INFORMATION PROVIDED Start Marker

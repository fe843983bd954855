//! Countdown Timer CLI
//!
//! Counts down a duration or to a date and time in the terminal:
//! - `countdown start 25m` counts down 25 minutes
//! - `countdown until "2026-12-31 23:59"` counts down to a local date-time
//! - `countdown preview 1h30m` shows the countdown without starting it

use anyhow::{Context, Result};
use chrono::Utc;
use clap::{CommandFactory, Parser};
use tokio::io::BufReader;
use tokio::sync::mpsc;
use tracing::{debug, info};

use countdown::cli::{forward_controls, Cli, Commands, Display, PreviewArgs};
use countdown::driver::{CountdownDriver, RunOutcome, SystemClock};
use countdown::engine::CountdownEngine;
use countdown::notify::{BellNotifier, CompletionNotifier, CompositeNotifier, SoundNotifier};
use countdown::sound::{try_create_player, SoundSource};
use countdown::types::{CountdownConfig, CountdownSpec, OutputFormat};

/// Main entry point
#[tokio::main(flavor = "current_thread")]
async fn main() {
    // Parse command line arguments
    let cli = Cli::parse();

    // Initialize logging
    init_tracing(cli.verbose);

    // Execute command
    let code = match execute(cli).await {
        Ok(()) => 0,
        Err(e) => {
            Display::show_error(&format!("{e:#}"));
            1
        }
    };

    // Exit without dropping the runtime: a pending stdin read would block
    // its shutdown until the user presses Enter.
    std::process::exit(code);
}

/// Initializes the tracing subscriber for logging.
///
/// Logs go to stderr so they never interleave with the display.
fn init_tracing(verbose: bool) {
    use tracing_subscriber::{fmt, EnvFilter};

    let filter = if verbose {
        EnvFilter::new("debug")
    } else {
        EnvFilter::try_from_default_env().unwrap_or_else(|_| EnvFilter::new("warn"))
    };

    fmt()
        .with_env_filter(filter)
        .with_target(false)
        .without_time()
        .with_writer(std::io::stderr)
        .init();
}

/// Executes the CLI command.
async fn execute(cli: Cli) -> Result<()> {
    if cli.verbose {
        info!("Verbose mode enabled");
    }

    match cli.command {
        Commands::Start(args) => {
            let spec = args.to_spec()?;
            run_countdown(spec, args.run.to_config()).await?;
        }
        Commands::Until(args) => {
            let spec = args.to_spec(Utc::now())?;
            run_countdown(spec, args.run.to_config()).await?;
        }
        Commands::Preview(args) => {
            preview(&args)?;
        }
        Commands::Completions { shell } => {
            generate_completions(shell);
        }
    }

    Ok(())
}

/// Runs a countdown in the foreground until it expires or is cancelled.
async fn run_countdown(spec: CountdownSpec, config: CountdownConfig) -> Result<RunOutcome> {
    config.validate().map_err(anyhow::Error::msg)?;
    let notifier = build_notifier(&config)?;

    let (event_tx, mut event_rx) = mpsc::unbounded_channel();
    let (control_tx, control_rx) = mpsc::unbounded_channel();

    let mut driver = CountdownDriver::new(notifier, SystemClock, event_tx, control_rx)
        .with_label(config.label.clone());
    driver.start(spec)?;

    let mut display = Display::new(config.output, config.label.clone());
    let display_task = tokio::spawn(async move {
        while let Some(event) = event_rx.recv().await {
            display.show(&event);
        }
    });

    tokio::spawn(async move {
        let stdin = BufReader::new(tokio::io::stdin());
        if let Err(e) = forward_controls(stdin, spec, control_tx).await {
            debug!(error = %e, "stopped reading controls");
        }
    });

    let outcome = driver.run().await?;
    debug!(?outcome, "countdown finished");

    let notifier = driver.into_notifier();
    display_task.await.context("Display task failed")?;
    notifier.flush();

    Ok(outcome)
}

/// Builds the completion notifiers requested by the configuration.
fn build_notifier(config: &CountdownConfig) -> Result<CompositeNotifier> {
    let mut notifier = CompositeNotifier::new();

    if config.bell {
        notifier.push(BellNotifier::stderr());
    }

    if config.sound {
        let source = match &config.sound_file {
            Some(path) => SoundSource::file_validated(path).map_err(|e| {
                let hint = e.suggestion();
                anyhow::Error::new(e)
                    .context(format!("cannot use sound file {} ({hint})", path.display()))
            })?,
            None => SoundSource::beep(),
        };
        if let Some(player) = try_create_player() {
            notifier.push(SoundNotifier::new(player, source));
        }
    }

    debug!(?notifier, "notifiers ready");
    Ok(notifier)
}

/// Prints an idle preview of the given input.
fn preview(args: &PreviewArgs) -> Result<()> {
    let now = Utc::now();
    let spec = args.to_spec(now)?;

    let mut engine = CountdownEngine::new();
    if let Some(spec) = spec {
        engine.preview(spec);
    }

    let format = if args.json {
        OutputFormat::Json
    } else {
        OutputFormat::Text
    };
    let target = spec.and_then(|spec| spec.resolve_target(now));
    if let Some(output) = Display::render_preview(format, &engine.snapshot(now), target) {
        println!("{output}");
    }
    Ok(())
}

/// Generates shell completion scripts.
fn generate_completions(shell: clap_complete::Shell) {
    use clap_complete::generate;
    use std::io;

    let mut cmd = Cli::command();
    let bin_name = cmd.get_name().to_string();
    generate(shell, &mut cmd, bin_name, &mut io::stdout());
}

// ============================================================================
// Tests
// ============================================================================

INFORMATION PROVIDED End Marker

YOUR ASSIGNMENT: The response should be an exact copy of every line above.

SOLVED PROBLEM:
repository fe843983bd954855
//! Countdown Timer CLI
//!
//! Counts down a duration or to a date and time in the terminal:
//! - `countdown start 25m` counts down 25 minutes
//! - `countdown until "2026-12-31 23:59"` counts down to a local date-time
//! - `countdown preview 1h30m` shows the countdown without starting it

use anyhow::{Context, Result};
use chrono::Utc;
use clap::{CommandFactory, Parser};
use tokio::io::BufReader;
use tokio::sync::mpsc;
use tracing::{debug, info};

use countdown::cli::{forward_controls, Cli, Commands, Display, PreviewArgs};
use countdown::driver::{CountdownDriver, RunOutcome, SystemClock};
use countdown::engine::CountdownEngine;
use countdown::notify::{BellNotifier, CompletionNotifier, CompositeNotifier, SoundNotifier};
use countdown::sound::{try_create_player, SoundSource};
use countdown::types::{CountdownConfig, CountdownSpec, OutputFormat};

/// Main entry point
#[tokio::main(flavor = "current_thread")]
async fn main() {
    // Parse command line arguments
    let cli = Cli::parse();

    // Initialize logging
    init_tracing(cli.verbose);

    // Execute command
    let code = match execute(cli).await {
        Ok(()) => 0,
        Err(e) => {
            Display::show_error(&format!("{e:#}"));
            1
        }
    };

    // Exit without dropping the runtime: a pending stdin read would block
    // its shutdown until the user presses Enter.
    std::process::exit(code);
}

/// Initializes the tracing subscriber for logging.
///
/// Logs go to stderr so they never interleave with the display.
fn init_tracing(verbose: bool) {
    use tracing_subscriber::{fmt, EnvFilter};

    let filter = if verbose {
        EnvFilter::new("debug")
    } else {
        EnvFilter::try_from_default_env().unwrap_or_else(|_| EnvFilter::new("warn"))
    };

    fmt()
        .with_env_filter(filter)
        .with_target(false)
        .without_time()
        .with_writer(std::io::stderr)
        .init();
}

/// Executes the CLI command.
async fn execute(cli: Cli) -> Result<()> {
    if cli.verbose {
        info!("Verbose mode enabled");
    }

    match cli.command {
        Commands::Start(args) => {
            let spec = args.to_spec()?;
            run_countdown(spec, args.run.to_config()).await?;
        }
        Commands::Until(args) => {
            let spec = args.to_spec(Utc::now())?;
            run_countdown(spec, args.run.to_config()).await?;
        }
        Commands::Preview(args) => {
            preview(&args)?;
        }
        Commands::Completions { shell } => {
            generate_completions(shell);
        }
    }

    Ok(())
}

/// Runs a countdown in the foreground until it expires or is cancelled.
async fn run_countdown(spec: CountdownSpec, config: CountdownConfig) -> Result<RunOutcome> {
    config.validate().map_err(anyhow::Error::msg)?;
    let notifier = build_notifier(&config)?;

    let (event_tx, mut event_rx) = mpsc::unbounded_channel();
    let (control_tx, control_rx) = mpsc::unbounded_channel();

    let mut driver = CountdownDriver::new(notifier, SystemClock, event_tx, control_rx)
        .with_label(config.label.clone());
    driver.start(spec)?;

    let mut display = Display::new(config.output, config.label.clone());
    let display_task = tokio::spawn(async move {
        while let Some(event) = event_rx.recv().await {
            display.show(&event);
        }
    });

    tokio::spawn(async move {
        let stdin = BufReader::new(tokio::io::stdin());
        if let Err(e) = forward_controls(stdin, spec, control_tx).await {
            debug!(error = %e, "stopped reading controls");
        }
    });

    let outcome = driver.run().await?;
    debug!(?outcome, "countdown finished");

    let notifier = driver.into_notifier();
    display_task.await.context("Display task failed")?;
    notifier.flush();

    Ok(outcome)
}

/// Builds the completion notifiers requested by the configuration.
fn build_notifier(config: &CountdownConfig) -> Result<CompositeNotifier> {
    let mut notifier = CompositeNotifier::new();

    if config.bell {
        notifier.push(BellNotifier::stderr());
    }

    if config.sound {
        let source = match &config.sound_file {
            Some(path) => SoundSource::file_validated(path).map_err(|e| {
                let hint = e.suggestion();
                anyhow::Error::new(e)
                    .context(format!("cannot use sound file {} ({hint})", path.display()))
            })?,
            None => SoundSource::beep(),
        };
        if let Some(player) = try_create_player() {
            notifier.push(SoundNotifier::new(player, source));
        }
    }

    debug!(?notifier, "notifiers ready");
    Ok(notifier)
}

/// Prints an idle preview of the given input.
fn preview(args: &PreviewArgs) -> Result<()> {
    let now = Utc::now();
    let spec = args.to_spec(now)?;

    let mut engine = CountdownEngine::new();
    if let Some(spec) = spec {
        engine.preview(spec);
    }

    let format = if args.json {
        OutputFormat::Json
    } else {
        OutputFormat::Text
    };
    let target = spec.and_then(|spec| spec.resolve_target(now));
    if let Some(output) = Display::render_preview(format, &engine.snapshot(now), target) {
        println!("{output}");
    }
    Ok(())
}

/// Generates shell completion scripts.
fn generate_completions(shell: clap_complete::Shell) {
    use clap_complete::generate;
    use std::io;

    let mut cmd = Cli::command();
    let bin_name = cmd.get_name().to_string();
    generate(shell, &mut cmd, bin_name, &mut io::stdout());
}

// ============================================================================
// Tests
// ============================================================================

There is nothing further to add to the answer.